# TTC again with one tube! Whats the truth!?



## jojer

I had an ectopic pregnancy last month and had my tube removed. Both ovaries are fine. Now, to the part where I am confused and have heard a lot of things.... I should still ovulate every month (L or R side), but considering I have lost my right tube, I can't get pregnant from the right side, therefore, making it take longer to get pregnant. 

OR

I have also heard that even though my ovaries are unaffected, my left ovary will compensate and produce an egg every cycle as well and could get pregnant anytime? I feel so uneducated about how my own body works!
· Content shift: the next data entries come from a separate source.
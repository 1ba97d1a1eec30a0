//! Collection schemas.

use super::field::{Field, FieldMap, LeafField};
use crate::error::SchemaError;
use crate::path;
use replicadb_storage::{ColumnDef, TableSchema};
use serde::{Deserialize, Serialize};

/// Schema of one collection: a name and its field tree.
#[derive(Debug, Clone, PartialEq, Serialize, Deserialize)]
pub struct CollectionSchema {
    /// Collection name.
    pub name: String,
    /// Top-level fields.
    pub fields: FieldMap,
}

impl CollectionSchema {
    /// Creates a collection schema.
    #[must_use]
    pub fn new(name: impl Into<String>, fields: FieldMap) -> Self {
        Self {
            name: name.into(),
            fields,
        }
    }

    /// Builder-style helper adding one field.
    #[must_use]
    pub fn with_field(mut self, name: impl Into<String>, field: impl Into<Field>) -> Self {
        self.fields.insert(name.into(), field.into());
        self
    }

    /// Returns the primary key field.
    ///
    /// # Errors
    ///
    /// Fails unless exactly one top-level field is a leaf marked as primary key.
    pub fn primary_key(&self) -> Result<(&str, &LeafField), SchemaError> {
        let mut found = None;
        for (name, field) in &self.fields {
            if let Field::Leaf(leaf) = field {
                if leaf.is_primary_key {
                    if found.is_some() {
                        return Err(SchemaError::MultiplePrimaryKeys {
                            collection: self.name.clone(),
                        });
                    }
                    found = Some((name.as_str(), leaf));
                }
            }
        }
        found.ok_or_else(|| SchemaError::MissingPrimaryKey {
            collection: self.name.clone(),
        })
    }

    /// Checks field names and the primary key.
    ///
    /// # Errors
    ///
    /// Returns the first problem found.
    pub fn validate(&self) -> Result<(), SchemaError> {
        validate_names(&self.name, &self.fields)?;
        self.primary_key()?;
        Ok(())
    }

    /// Physical table for this collection.
    ///
    /// Leaves map to typed columns; objects and arrays are stored as JSON.
    pub fn to_table_schema(&self) -> TableSchema {
        let columns = self
            .fields
            .iter()
            .map(|(name, field)| {
                let mut column = ColumnDef::new(name.clone(), field.column_type());
                if let Field::Leaf(leaf) = field {
                    if leaf.is_primary_key {
                        column = column.primary_key();
                    } else if leaf.unique {
                        column = column.unique();
                    }
                }
                column
            })
            .collect();
        TableSchema::new(self.name.clone(), columns)
    }
}

fn validate_names(collection: &str, fields: &FieldMap) -> Result<(), SchemaError> {
    for (name, field) in fields {
        if !path::is_valid_field_name(name) {
            return Err(SchemaError::InvalidFieldName {
                collection: collection.to_string(),
                name: name.clone(),
            });
        }
        let mut node = field;
        while let Field::Array(element) = node {
            node = element;
        }
        if let Field::Object(children) = node {
            validate_names(collection, children)?;
        }
    }
    Ok(())
}

/// Looks up the field at a dotted path, descending through objects only.
pub fn lookup<'a>(fields: &'a FieldMap, path: &str) -> Option<&'a Field> {
    let mut segments = path.split(path::SEPARATOR);
    let mut current = fields.get(segments.next()?)?;
    for segment in segments {
        match current {
            Field::Object(children) => current = children.get(segment)?,
            _ => return None,
        }
    }
    Some(current)
}

/// Removes the field at a dotted path, pruning objects left empty.
pub fn remove_path(fields: &mut FieldMap, path: &str) -> Option<Field> {
    match path.split_once(path::SEPARATOR) {
        None => fields.remove(path),
        Some((head, rest)) => {
            let Some(Field::Object(children)) = fields.get_mut(head) else {
                return None;
            };
            let removed = remove_path(children, rest);
            if removed.is_some() && children.is_empty() {
                fields.remove(head);
            }
            removed
        }
    }
}

/// Fields describing one element of an array.
///
/// Object elements use their own fields; anything else is wrapped as a
/// single `value` field.
pub fn element_fields(element: &Field) -> FieldMap {
    match element {
        Field::Object(fields) => fields.clone(),
        other => FieldMap::from([(VALUE_FIELD.to_string(), other.clone())]),
    }
}

/// Name of the field wrapping non-object array elements.
pub const VALUE_FIELD: &str = "value";

/// Clears primary key flags on every leaf of the tree.
pub(crate) fn clear_primary_keys(field: &mut Field) {
    match field {
        Field::Leaf(leaf) => leaf.is_primary_key = false,
        Field::Object(children) => children.values_mut().for_each(clear_primary_keys),
        Field::Array(element) => clear_primary_keys(element),
    }
}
Can someone tell me what they know so I can have a realistic idea about what my body is doing when we start TTC again?!! Thanks! :winkwink:


----------



## Bride2b

jojer said:


> I had an ectopic pregnancy last month and had my tube removed. Both ovaries are fine. Now, to the part where I am confused and have heard a lot of things.... I should still ovulate every month (L or R side), but considering I have lost my right tube, I can't get pregnant from the right side, therefore, making it take longer to get pregnant.
> 
> OR
> 
> I have also heard that even though my ovaries are unaffected, my left ovary will compensate and produce an egg every cycle as well and could get pregnant anytime? I feel so uneducated about how my own body works! Can someone tell me what they know so I can have a realistic idea about what my body is doing when we start TTC again?!! Thanks! :winkwink:

Hi Jojer,

I'm sorry to hear about your loss and resulting surgery. I dont know much about ectopics and would just advise you to consult your doctor to ask questions if you dont find them here. Anyway I wanted to give you hope, another lady who I have met on here had an ectopic in Nov & a tube removed, anyway today it seems she is getting very faint BFPs, so there is still chance of a happy ending. This link will take you to the SMEP thread on here and she is the lady 'Lovebotlass' I'm sure if she reads this she wont mind me telling you of her story. I think all us ladies need to hear of positive outcomes after suffering losses. Just want to wish you luck xx :hugs:

https://www.babyandbump.com/ttc-after-loss/848091-any-smepers-month-8-testers-2-bfp-82.html


----------



## lilblossom

I am not sure exactly how it works but i heard that when you loose a tube that the other one will pick up the egg now matter which side drops it.


----------



## Smiler82

So sorry for your loss :hugs:

I've not had an ectopic but my friend did, and she lost one tube too. I think what it is is that everything inside is much closer together than you really imagine, and it is actually possible for your tube to pick up an egg from either ovary. I think you will still ov from both sides, but it's just luck I suppose as to whether the tube will always get the egg from the opposite ovary. I think it may take you longer to conceive but it's not impossible. My friend had a beautiful baby girl about a year after her ectopic x


----------



## Jamitha

I only have one working tube ( the other blocked) and my Dr told me there is a 7% chance the other tube will pick it up. My g/f had one tube, didn't get her period for a few months, got her period, tried and got pregnant. So it can happen.....


----------



## MrsKA

A friend of mine has one tube and she will every so often get a really long almost double cycle and thats how she knows it was the side that she had lost a tube that was ovulating. If you are tracking you might start to see a trend forming and as long as you keep this in mind if you do miss a period. I'm really sorry for your loss and that things might take a bit longer but I have seen/read about so many woman who conceive no problem at all after loosing a tube !


----------



## Lovebotlass17

I'm so sorry for your loss. I only have one tube (my right one) since I had an ectopic pregnancy back in November 2011. I'm now pregnant. I don't know how it happened, but I felt ovulation pains on my right side, and assumed that my right ovary was about to release an egg. Luckily, my right tube probably picked it up. I have read of a woman who ovulated from her left ovary, where her left tube was gone, and her right one picked it up and implanted it in her uterus. So it is possible. 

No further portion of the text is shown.